Mandy Coe

Mandy Coe
Poems For Adults

Sometimes It Occurs To Me That I Am Dead

No and stop and stay are meaningless.
Clothes are not quick enough,
It is ridiculous
how I long for the rough wool collar of a coat,
the tight brim of a hat, the cold grip of shoes.

I was clumsy when I started;
a woman shrieked and dropped a plate,
a man dropped to his knees.
I hate the gritty suck of concrete
but have grown to love the slow swim of glass.
If I am tempted by floors I will be done for.
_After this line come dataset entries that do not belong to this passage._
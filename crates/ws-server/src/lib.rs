//! # ws-server
//!
//! HTTP API for workshop registration.
//!
//! Routes:
//! - `GET /health`
//! - `GET /api/workshop/:slug` (public workshop info)
//! - `POST /api/check-member` (email-only membership check)
//! - `POST /api/submit-registration` (match, save, notify, return payment link)

use std::sync::Arc;

use axum::{
    Router,
    http::{Method, header::CONTENT_TYPE},
    routing::{get, post},
};
use tower_http::{
    cors::{Any, CorsLayer},
    trace::TraceLayer,
};
use ws_config::WsConfig;
use ws_notify::Notifier;
use ws_sheets::Workbook;

pub mod api;
pub mod error;

pub use error::{ApiError, ApiResult};

/// State shared across handlers. Cheap to clone.
#[derive(Debug, Clone)]
pub struct AppState {
    pub config: Arc<WsConfig>,
    pub workbook: Workbook,
    pub notifier: Notifier,
}

impl AppState {
    #[must_use]
    pub fn new(config: WsConfig, workbook: Workbook, notifier: Notifier) -> Self {
        Self {
            config: Arc::new(config),
            workbook,
            notifier,
        }
    }
}

/// Build the application router.
pub fn build_router(state: AppState) -> Router {
    let cors = CorsLayer::new()
        .allow_origin(Any)
        .allow_methods([Method::GET, Method::POST])
        .allow_headers([CONTENT_TYPE]);

    Router::new()
        .route("/api/workshop/:slug", get(api::workshop::get_workshop))
        .route("/api/check-member", post(api::check_member::check_member))
        .route(
            "/api/submit-registration",
            post(api::submit::submit_registration),
        )
        .merge(api::health::health_routes())
        .layer(cors)
        .layer(TraceLayer::new_for_http())
        .with_state(state)
}
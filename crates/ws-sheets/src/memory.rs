//! In-process spreadsheet backend.
//!
//! Behaves like the Sheets API for the handful of operations the workbook
//! uses: trailing blank cells are trimmed on read, appends land after the
//! last non-empty row, and addressing an unknown tab fails with
//! [`SheetsError::SheetMissing`]. Used by `wsreg serve --in-memory` and tests.

use std::collections::HashMap;
use std::sync::{PoisonError, RwLock};

use async_trait::async_trait;

use crate::error::SheetsError;
use crate::range::A1Range;
use crate::{SheetBackend, Values};

type Tabs = HashMap<String, Values>;

#[derive(Debug, Default)]
pub struct MemorySheets {
    spreadsheets: RwLock<HashMap<String, Tabs>>,
}

impl MemorySheets {
    #[must_use]
    pub fn new() -> Self {
        Self::default()
    }

    /// Seed a tab with rows (row 1 first).
    #[must_use]
    pub fn with_sheet(self, spreadsheet_id: &str, title: &str, rows: Values) -> Self {
        self.spreadsheets
            .write()
            .unwrap_or_else(PoisonError::into_inner)
            .entry(spreadsheet_id.to_string())
            .or_default()
            .insert(title.to_string(), rows);
        self
    }

    /// Snapshot of a tab's rows, if the tab exists.
    #[must_use]
    pub fn sheet(&self, spreadsheet_id: &str, title: &str) -> Option<Values> {
        self.spreadsheets
            .read()
            .unwrap_or_else(PoisonError::into_inner)
            .get(spreadsheet_id)
            .and_then(|tabs| tabs.get(title))
            .cloned()
    }

    /// Tab titles of a spreadsheet, sorted.
    #[must_use]
    pub fn titles(&self, spreadsheet_id: &str) -> Vec<String> {
        let mut titles: Vec<String> = self
            .spreadsheets
            .read()
            .unwrap_or_else(PoisonError::into_inner)
            .get(spreadsheet_id)
            .map(|tabs| tabs.keys().cloned().collect())
            .unwrap_or_default();
        titles.sort();
        titles
    }
}

fn last_used_row(rows: &Values) -> usize {
    rows.iter()
        .rposition(|row| row.iter().any(|cell| !cell.is_empty()))
        .map_or(0, |idx| idx + 1)
}

fn trim_trailing_blanks(mut row: Vec<String>) -> Vec<String> {
    while row.last().is_some_and(String::is_empty) {
        row.pop();
    }
    row
}

fn write_at(rows: &mut Values, first_row: usize, first_col: usize, values: Values) {
    for (offset, new_row) in values.into_iter().enumerate() {
        let idx = first_row + offset;
        if rows.len() <= idx {
            rows.resize_with(idx + 1, Vec::new);
        }
        let row = &mut rows[idx];
        if row.len() < first_col + new_row.len() {
            row.resize(first_col + new_row.len(), String::new());
        }
        for (col, cell) in new_row.into_iter().enumerate() {
            row[first_col + col] = cell;
        }
    }
}

#[async_trait]
impl SheetBackend for MemorySheets {
    async fn read_values(&self, spreadsheet_id: &str, range: &str) -> Result<Values, SheetsError> {
        let range = A1Range::parse(range)?;
        let guard = self
            .spreadsheets
            .read()
            .unwrap_or_else(PoisonError::into_inner);
        let rows = guard
            .get(spreadsheet_id)
            .and_then(|tabs| tabs.get(&range.sheet))
            .ok_or_else(|| SheetsError::SheetMissing(range.sheet.clone()))?;

        let first = range.start_row.map_or(0, |row| row - 1);
        let last = range.end_row.unwrap_or(usize::MAX).min(last_used_row(rows));

        let values = rows
            .iter()
            .take(last)
            .skip(first)
            .map(|row| {
                let end = range.end_col.map_or(row.len(), |col| (col + 1).min(row.len()));
                let cells = row.get(range.start_col..end).unwrap_or_default().to_vec();
                trim_trailing_blanks(cells)
            })
            .collect();
        Ok(values)
    }

    async fn append_values(
        &self,
        spreadsheet_id: &str,
        range: &str,
        rows: Values,
    ) -> Result<(), SheetsError> {
        let range = A1Range::parse(range)?;
        let mut guard = self
            .spreadsheets
            .write()
            .unwrap_or_else(PoisonError::into_inner);
        let existing = guard
            .get_mut(spreadsheet_id)
            .and_then(|tabs| tabs.get_mut(&range.sheet))
            .ok_or_else(|| SheetsError::SheetMissing(range.sheet.clone()))?;

        let next = last_used_row(existing);
        write_at(existing, next, range.start_col, rows);
        Ok(())
    }

    async fn update_values(
        &self,
        spreadsheet_id: &str,
        range: &str,
        rows: Values,
    ) -> Result<(), SheetsError> {
        let range = A1Range::parse(range)?;
        let mut guard = self
            .spreadsheets
            .write()
            .unwrap_or_else(PoisonError::into_inner);
        let existing = guard
            .get_mut(spreadsheet_id)
            .and_then(|tabs| tabs.get_mut(&range.sheet))
            .ok_or_else(|| SheetsError::SheetMissing(range.sheet.clone()))?;

        let first = range.start_row.map_or(0, |row| row - 1);
        write_at(existing, first, range.start_col, rows);
        Ok(())
    }

    async fn add_sheet(&self, spreadsheet_id: &str, title: &str) -> Result<(), SheetsError> {
        let mut guard = self
            .spreadsheets
            .write()
            .unwrap_or_else(PoisonError::into_inner);
        let tabs = guard.entry(spreadsheet_id.to_string()).or_default();
        if tabs.contains_key(title) {
            return Err(SheetsError::Api {
                status: 409,
                message: format!("A sheet with the name \"{title}\" already exists."),
            });
        }
        tabs.insert(title.to_string(), Vec::new());
        Ok(())
    }
}

#[cfg(test)]
mod tests {
    use super::*;
    use pretty_assertions::assert_eq;

    fn row(cells: &[&str]) -> Vec<String> {
        cells.iter().map(ToString::to_string).collect()
    }

    fn sheets() -> MemorySheets {
        MemorySheets::new().with_sheet(
            "doc",
            "Membri",
            vec![
                row(&["Prenume", "Nume", "Companie", "Email", "Telefon", "Extra"]),
                row(&["Ion", "Popescu", "", "ion@x.com", "0724", "x"]),
                row(&["Ana", "Ionescu", "Acme", "", "", ""]),
                row(&["", "", ""]),
            ],
        )
    }

    #[tokio::test]
    async fn read_skips_header_and_clips_columns() {
        let values = sheets().read_values("doc", "'Membri'!A2:E").await.unwrap();
        assert_eq!(
            values,
            vec![
                row(&["Ion", "Popescu", "", "ion@x.com", "0724"]),
                row(&["Ana", "Ionescu", "Acme"]),
            ]
        );
    }

    #[tokio::test]
    async fn reading_unknown_tab_is_missing_sheet() {
        let err = sheets().read_values("doc", "Members!A2:E").await.unwrap_err();
        assert!(matches!(err, SheetsError::SheetMissing(ref name) if name == "Members"));
        assert!(err.is_missing_sheet());
    }

    #[tokio::test]
    async fn append_lands_after_last_used_row() {
        let sheets = sheets();
        sheets
            .append_values("doc", "Membri!A:E", vec![row(&["Maria", "Pop"])])
            .await
            .unwrap();
        let rows = sheets.sheet("doc", "Membri").unwrap();
        assert_eq!(rows[3], row(&["Maria", "Pop", ""]));
    }

    #[tokio::test]
    async fn add_sheet_then_update_header() {
        let sheets = MemorySheets::new();
        sheets.add_sheet("doc", "Inscrieri").await.unwrap();
        sheets
            .update_values("doc", "Inscrieri!A1:B1", vec![row(&["Timestamp", "Workshop"])])
            .await
            .unwrap();
        assert_eq!(
            sheets.sheet("doc", "Inscrieri"),
            Some(vec![row(&["Timestamp", "Workshop"])])
        );
        assert!(sheets.add_sheet("doc", "Inscrieri").await.is_err());
        assert_eq!(sheets.titles("doc"), vec!["Inscrieri".to_string()]);
    }
}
I try to remember what falling meant:
the explosion of breath,
a splintering of bone, the hammer
of earth swinging up.

If I lean forward and close my eyes
the world spins, passing through me like indigestion.
A tree x-rays my lungs, a blackbird sings
as it slides through my ribs.

Mandy Coe
Winning Poem of the Ilkley Literature Festival poetry prize 2006

Staring For Beginners

Drunks and dogs don't like it.
If you are caught staring, it is no good pretending
to check your watch or study the ceiling.
These are signs of a novice.

Simply shift your gaze
to a mid-distance point. Cultivating a light frown
will give the impression of deep thought.

For most sentient beings, a stare
carries voltage. The subject will sense
anything from a mild buzz to a jolt. Other symptoms
include increased heart-rate, chills
and hair becoming electro-statically charged.

Staring at a part of a person's body
leaves you open to a high wattage stare-back.
Hostile stare-volleys
are to be avoided in confined spaces.

Babies under the age of three
experience stares as noise.
They can be woken from a deep sleep by a stare
and will look around the room to identify its source.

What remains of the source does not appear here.